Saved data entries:
•••••

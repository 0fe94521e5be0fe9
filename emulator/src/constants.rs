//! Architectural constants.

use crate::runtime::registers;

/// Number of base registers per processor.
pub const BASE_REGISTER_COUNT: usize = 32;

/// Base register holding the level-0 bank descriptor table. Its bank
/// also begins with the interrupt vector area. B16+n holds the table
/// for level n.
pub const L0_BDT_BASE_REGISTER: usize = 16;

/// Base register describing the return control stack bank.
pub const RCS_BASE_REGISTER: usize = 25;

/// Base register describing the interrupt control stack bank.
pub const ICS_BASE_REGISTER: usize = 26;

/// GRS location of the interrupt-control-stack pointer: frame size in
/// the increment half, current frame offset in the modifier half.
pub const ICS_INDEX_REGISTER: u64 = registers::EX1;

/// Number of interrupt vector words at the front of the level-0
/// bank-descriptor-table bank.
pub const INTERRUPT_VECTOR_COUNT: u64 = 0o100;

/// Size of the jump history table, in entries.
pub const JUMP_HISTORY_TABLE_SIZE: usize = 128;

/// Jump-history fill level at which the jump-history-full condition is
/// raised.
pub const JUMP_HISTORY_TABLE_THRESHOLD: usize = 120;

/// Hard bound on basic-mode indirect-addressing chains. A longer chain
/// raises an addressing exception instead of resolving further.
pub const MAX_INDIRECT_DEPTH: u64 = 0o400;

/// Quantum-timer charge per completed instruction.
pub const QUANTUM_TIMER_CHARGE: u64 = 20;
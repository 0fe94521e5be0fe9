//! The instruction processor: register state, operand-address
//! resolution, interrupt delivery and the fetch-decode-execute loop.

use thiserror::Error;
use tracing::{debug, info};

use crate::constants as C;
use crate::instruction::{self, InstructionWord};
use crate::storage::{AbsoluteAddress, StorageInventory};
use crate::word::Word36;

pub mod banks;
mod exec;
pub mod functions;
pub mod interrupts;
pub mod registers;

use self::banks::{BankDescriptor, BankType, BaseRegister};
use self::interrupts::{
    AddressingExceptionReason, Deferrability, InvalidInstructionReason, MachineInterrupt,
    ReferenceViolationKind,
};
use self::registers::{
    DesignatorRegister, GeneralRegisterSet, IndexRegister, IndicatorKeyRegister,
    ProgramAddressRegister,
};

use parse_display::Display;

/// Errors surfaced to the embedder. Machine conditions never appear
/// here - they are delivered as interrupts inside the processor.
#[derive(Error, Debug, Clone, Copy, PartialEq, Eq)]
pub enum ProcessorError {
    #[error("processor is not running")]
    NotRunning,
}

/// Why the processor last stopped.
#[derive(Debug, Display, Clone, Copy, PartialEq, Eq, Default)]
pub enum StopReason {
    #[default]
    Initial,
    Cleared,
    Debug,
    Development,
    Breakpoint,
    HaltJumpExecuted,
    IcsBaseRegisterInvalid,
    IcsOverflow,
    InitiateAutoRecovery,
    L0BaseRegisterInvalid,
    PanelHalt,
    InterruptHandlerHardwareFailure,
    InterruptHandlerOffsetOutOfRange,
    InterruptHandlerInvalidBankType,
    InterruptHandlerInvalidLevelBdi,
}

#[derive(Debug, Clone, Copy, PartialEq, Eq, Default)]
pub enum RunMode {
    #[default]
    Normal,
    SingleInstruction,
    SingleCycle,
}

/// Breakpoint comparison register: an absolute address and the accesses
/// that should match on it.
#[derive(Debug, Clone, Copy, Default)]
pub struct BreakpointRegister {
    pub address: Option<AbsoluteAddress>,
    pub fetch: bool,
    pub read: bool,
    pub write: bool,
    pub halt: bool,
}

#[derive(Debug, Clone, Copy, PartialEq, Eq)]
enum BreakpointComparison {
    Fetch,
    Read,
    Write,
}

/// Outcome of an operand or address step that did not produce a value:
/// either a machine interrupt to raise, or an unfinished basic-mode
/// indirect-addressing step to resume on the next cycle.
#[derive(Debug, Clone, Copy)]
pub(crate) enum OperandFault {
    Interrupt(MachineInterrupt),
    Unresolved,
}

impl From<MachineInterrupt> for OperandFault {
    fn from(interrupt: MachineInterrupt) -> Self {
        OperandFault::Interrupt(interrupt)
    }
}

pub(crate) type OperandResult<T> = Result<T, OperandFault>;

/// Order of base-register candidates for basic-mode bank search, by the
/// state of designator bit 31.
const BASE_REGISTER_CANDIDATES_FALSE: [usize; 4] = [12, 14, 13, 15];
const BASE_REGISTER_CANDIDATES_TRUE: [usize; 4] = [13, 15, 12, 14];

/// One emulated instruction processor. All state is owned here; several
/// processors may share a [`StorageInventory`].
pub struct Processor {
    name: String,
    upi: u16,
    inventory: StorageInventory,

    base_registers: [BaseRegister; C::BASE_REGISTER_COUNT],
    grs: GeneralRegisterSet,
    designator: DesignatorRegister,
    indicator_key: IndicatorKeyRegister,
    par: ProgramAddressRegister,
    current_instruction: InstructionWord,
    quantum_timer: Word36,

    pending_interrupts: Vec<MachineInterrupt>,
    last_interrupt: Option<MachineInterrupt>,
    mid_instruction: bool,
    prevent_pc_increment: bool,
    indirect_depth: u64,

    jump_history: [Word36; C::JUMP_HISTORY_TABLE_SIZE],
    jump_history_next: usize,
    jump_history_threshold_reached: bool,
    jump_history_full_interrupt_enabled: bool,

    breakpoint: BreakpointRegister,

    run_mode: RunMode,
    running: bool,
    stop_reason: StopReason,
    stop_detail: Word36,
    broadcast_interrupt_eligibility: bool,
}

•••••

Task to carry out: Write out only the lines that run from the line containing "an unfinished basic-mode" through the line containing "owned here; several", both included, exactly as they appear above.

Exercise result:
/// either a machine interrupt to raise, or an unfinished basic-mode
/// indirect-addressing step to resume on the next cycle.
#[derive(Debug, Clone, Copy)]
pub(crate) enum OperandFault {
    Interrupt(MachineInterrupt),
    Unresolved,
}

impl From<MachineInterrupt> for OperandFault {
    fn from(interrupt: MachineInterrupt) -> Self {
        OperandFault::Interrupt(interrupt)
    }
}

pub(crate) type OperandResult<T> = Result<T, OperandFault>;

/// Order of base-register candidates for basic-mode bank search, by the
/// state of designator bit 31.
const BASE_REGISTER_CANDIDATES_FALSE: [usize; 4] = [12, 14, 13, 15];
const BASE_REGISTER_CANDIDATES_TRUE: [usize; 4] = [13, 15, 12, 14];

/// One emulated instruction processor. All state is owned here; several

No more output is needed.